*** Opening of DATASET RECORDS ***
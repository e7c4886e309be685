//! Infrastructure event publisher implementations.
//!
//! The publisher contract lives in `quotedesk-events` as pure mechanics.
//! This module provides broker-backed implementations (e.g. Redis).

#[cfg(feature = "redis")]
pub mod redis_streams;

#[cfg(feature = "redis")]
pub use redis_streams::{RedisStreamsError, RedisStreamsPublisher};
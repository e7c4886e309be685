use std::sync::Arc;

use axum::{
    extract::{rejection::JsonRejection, Extension},
    http::StatusCode,
    response::IntoResponse,
    routing::post,
    Json, Router,
};

use crate::app::routes::quoters::{invalid_body, parse_quoter_id};
use crate::app::services::AppServices;
use crate::app::{dto, errors};

pub fn router() -> Router {
    Router::new().route("/", post(create_sale))
}

pub async fn create_sale(
    Extension(services): Extension<Arc<AppServices>>,
    body: Result<Json<dto::CreateSaleRequest>, JsonRejection>,
) -> axum::response::Response {
    let Json(body) = match body {
        Ok(body) => body,
        Err(rejection) => return invalid_body(rejection),
    };
    let quoter_id = match parse_quoter_id(&body.id) {
        Ok(id) => id,
        Err(resp) => return resp,
    };

    match services.writes.create_sale(quoter_id).await {
        Ok(sale) => (StatusCode::CREATED, Json(sale)).into_response(),
        Err(e) => errors::service_error_to_response(e),
    }
}
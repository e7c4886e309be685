//! Strongly-typed identifiers used across the domain.

use core::str::FromStr;
use serde::{Deserialize, Serialize};
use uuid::Uuid;

use crate::error::DomainError;

/// Identifier of a quoter document.
#[derive(Debug, Copy, Clone, PartialEq, Eq, Hash, Serialize, Deserialize)]
#[serde(transparent)]
pub struct QuoterId(Uuid);

/// Identifier of a sale record.
#[derive(Debug, Copy, Clone, PartialEq, Eq, Hash, Serialize, Deserialize)]
#[serde(transparent)]
pub struct SaleId(Uuid);

/// Identifier of an embedded record (client, service line, product line).
#[derive(Debug, Copy, Clone, PartialEq, Eq, Hash, Serialize, Deserialize)]
#[serde(transparent)]
pub struct LineId(Uuid);

macro_rules! impl_uuid_newtype {
    ($t:ty, $name:literal) => {
        impl $t {
            /// Create a new identifier.
            ///
            /// Uses UUIDv7 (time-ordered). Prefer passing IDs explicitly in tests
            /// for determinism.
            pub fn new() -> Self {
                Self(Uuid::now_v7())
            }

            pub fn as_uuid(&self) -> &Uuid {
                &self.0
            }
        }

        impl Default for $t {
            fn default() -> Self {
                Self::new()
            }
        }

        impl core::fmt::Display for $t {
            fn fmt(&self, f: &mut core::fmt::Formatter<'_>) -> core::fmt::Result {
                core::fmt::Display::fmt(&self.0, f)
            }
        }

        impl From<Uuid> for $t {
            fn from(value: Uuid) -> Self {
                Self(value)
            }
        }

        impl From<$t> for Uuid {
            fn from(value: $t) -> Self {
                value.0
            }
        }

        impl FromStr for $t {
            type Err = DomainError;

            fn from_str(s: &str) -> Result<Self, Self::Err> {
                let uuid = Uuid::from_str(s)
                    .map_err(|e| DomainError::invalid_id(format!("{}: {}", $name, e)))?;
                Ok(Self(uuid))
            }
        }
    };
}

impl_uuid_newtype!(QuoterId, "QuoterId");
impl_uuid_newtype!(SaleId, "SaleId");
impl_uuid_newtype!(LineId, "LineId");
use axum::http::StatusCode;
use axum::response::IntoResponse;
use serde_json::json;

use quotedesk_infra::ServiceError;

/// Map a service failure to a client response.
///
/// The cause is logged; the client only sees a generic message. Conflicts
/// are the only failure with their own status, everything else is a 400.
pub fn service_error_to_response(err: ServiceError) -> axum::response::Response {
    tracing::error!(error = %err, "request failed");
    match err {
        ServiceError::Conflict(_) => json_error(
            StatusCode::CONFLICT,
            "sale_related",
            "quoter is already part of a sale",
        ),
        ServiceError::NotFound => json_error(StatusCode::BAD_REQUEST, "not_found", "quoter not found"),
        ServiceError::Connection(_) => {
            json_error(StatusCode::BAD_REQUEST, "connection_error", "storage unavailable")
        }
        ServiceError::Insertion(_) => json_error(StatusCode::BAD_REQUEST, "insertion_error", "write rejected"),
        ServiceError::Publish(_) => json_error(StatusCode::BAD_REQUEST, "publish_error", "event stream unavailable"),
        ServiceError::InvalidQuery(_) => json_error(StatusCode::BAD_REQUEST, "invalid_query", "invalid search content"),
        ServiceError::Validation(_) => json_error(StatusCode::BAD_REQUEST, "invalid_id", "invalid identifier"),
    }
}

pub fn json_error(
    status: StatusCode,
    code: &'static str,
    message: impl Into<String>,
) -> axum::response::Response {
    (
        status,
        axum::Json(json!({
            "error": code,
            "message": message.into(),
        })),
    )
        .into_response()
}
*** Close of DATASET RECORDS ***
> **TASK PROMPT**:
From the first line to the last, copy the records exactly as they appear above.

> **ANSWER TO THIS TASK**:
repository e7c4886e309be685
//! Infrastructure event publisher implementations.
//!
//! The publisher contract lives in `quotedesk-events` as pure mechanics.
//! This module provides broker-backed implementations (e.g. Redis).

#[cfg(feature = "redis")]
pub mod redis_streams;

#[cfg(feature = "redis")]
pub use redis_streams::{RedisStreamsError, RedisStreamsPublisher};
repository e7c4886e309be685
use std::sync::Arc;

use axum::{
    extract::{rejection::JsonRejection, Extension},
    http::StatusCode,
    response::IntoResponse,
    routing::post,
    Json, Router,
};

use crate::app::routes::quoters::{invalid_body, parse_quoter_id};
use crate::app::services::AppServices;
use crate::app::{dto, errors};

pub fn router() -> Router {
    Router::new().route("/", post(create_sale))
}

pub async fn create_sale(
    Extension(services): Extension<Arc<AppServices>>,
    body: Result<Json<dto::CreateSaleRequest>, JsonRejection>,
) -> axum::response::Response {
    let Json(body) = match body {
        Ok(body) => body,
        Err(rejection) => return invalid_body(rejection),
    };
    let quoter_id = match parse_quoter_id(&body.id) {
        Ok(id) => id,
        Err(resp) => return resp,
    };

    match services.writes.create_sale(quoter_id).await {
        Ok(sale) => (StatusCode::CREATED, Json(sale)).into_response(),
        Err(e) => errors::service_error_to_response(e),
    }
}
repository e7c4886e309be685
//! Strongly-typed identifiers used across the domain.

use core::str::FromStr;
use serde::{Deserialize, Serialize};
use uuid::Uuid;

use crate::error::DomainError;

/// Identifier of a quoter document.
#[derive(Debug, Copy, Clone, PartialEq, Eq, Hash, Serialize, Deserialize)]
#[serde(transparent)]
pub struct QuoterId(Uuid);

/// Identifier of a sale record.
#[derive(Debug, Copy, Clone, PartialEq, Eq, Hash, Serialize, Deserialize)]
#[serde(transparent)]
pub struct SaleId(Uuid);

/// Identifier of an embedded record (client, service line, product line).
#[derive(Debug, Copy, Clone, PartialEq, Eq, Hash, Serialize, Deserialize)]
#[serde(transparent)]
pub struct LineId(Uuid);

macro_rules! impl_uuid_newtype {
    ($t:ty, $name:literal) => {
        impl $t {
            /// Create a new identifier.
            ///
            /// Uses UUIDv7 (time-ordered). Prefer passing IDs explicitly in tests
            /// for determinism.
            pub fn new() -> Self {
                Self(Uuid::now_v7())
            }

            pub fn as_uuid(&self) -> &Uuid {
                &self.0
            }
        }

        impl Default for $t {
            fn default() -> Self {
                Self::new()
            }
        }

        impl core::fmt::Display for $t {
            fn fmt(&self, f: &mut core::fmt::Formatter<'_>) -> core::fmt::Result {
                core::fmt::Display::fmt(&self.0, f)
            }
        }

        impl From<Uuid> for $t {
            fn from(value: Uuid) -> Self {
                Self(value)
            }
        }

        impl From<$t> for Uuid {
            fn from(value: $t) -> Self {
                value.0
            }
        }

        impl FromStr for $t {
            type Err = DomainError;

            fn from_str(s: &str) -> Result<Self, Self::Err> {
                let uuid = Uuid::from_str(s)
                    .map_err(|e| DomainError::invalid_id(format!("{}: {}", $name, e)))?;
                Ok(Self(uuid))
            }
        }
    };
}

impl_uuid_newtype!(QuoterId, "QuoterId");
impl_uuid_newtype!(SaleId, "SaleId");
impl_uuid_newtype!(LineId, "LineId");
use axum::http::StatusCode;
use axum::response::IntoResponse;
use serde_json::json;

use quotedesk_infra::ServiceError;

/// Map a service failure to a client response.
///
/// The cause is logged; the client only sees a generic message. Conflicts
/// are the only failure with their own status, everything else is a 400.
pub fn service_error_to_response(err: ServiceError) -> axum::response::Response {
    tracing::error!(error = %err, "request failed");
    match err {
        ServiceError::Conflict(_) => json_error(
            StatusCode::CONFLICT,
            "sale_related",
            "quoter is already part of a sale",
        ),
        ServiceError::NotFound => json_error(StatusCode::BAD_REQUEST, "not_found", "quoter not found"),
        ServiceError::Connection(_) => {
            json_error(StatusCode::BAD_REQUEST, "connection_error", "storage unavailable")
        }
        ServiceError::Insertion(_) => json_error(StatusCode::BAD_REQUEST, "insertion_error", "write rejected"),
        ServiceError::Publish(_) => json_error(StatusCode::BAD_REQUEST, "publish_error", "event stream unavailable"),
        ServiceError::InvalidQuery(_) => json_error(StatusCode::BAD_REQUEST, "invalid_query", "invalid search content"),
        ServiceError::Validation(_) => json_error(StatusCode::BAD_REQUEST, "invalid_id", "invalid identifier"),
    }
}

pub fn json_error(
    status: StatusCode,
    code: &'static str,
    message: impl Into<String>,
) -> axum::response::Response {
    (
        status,
        axum::Json(json!({
            "error": code,
            "message": message.into(),
        })),
    )
        .into_response()
}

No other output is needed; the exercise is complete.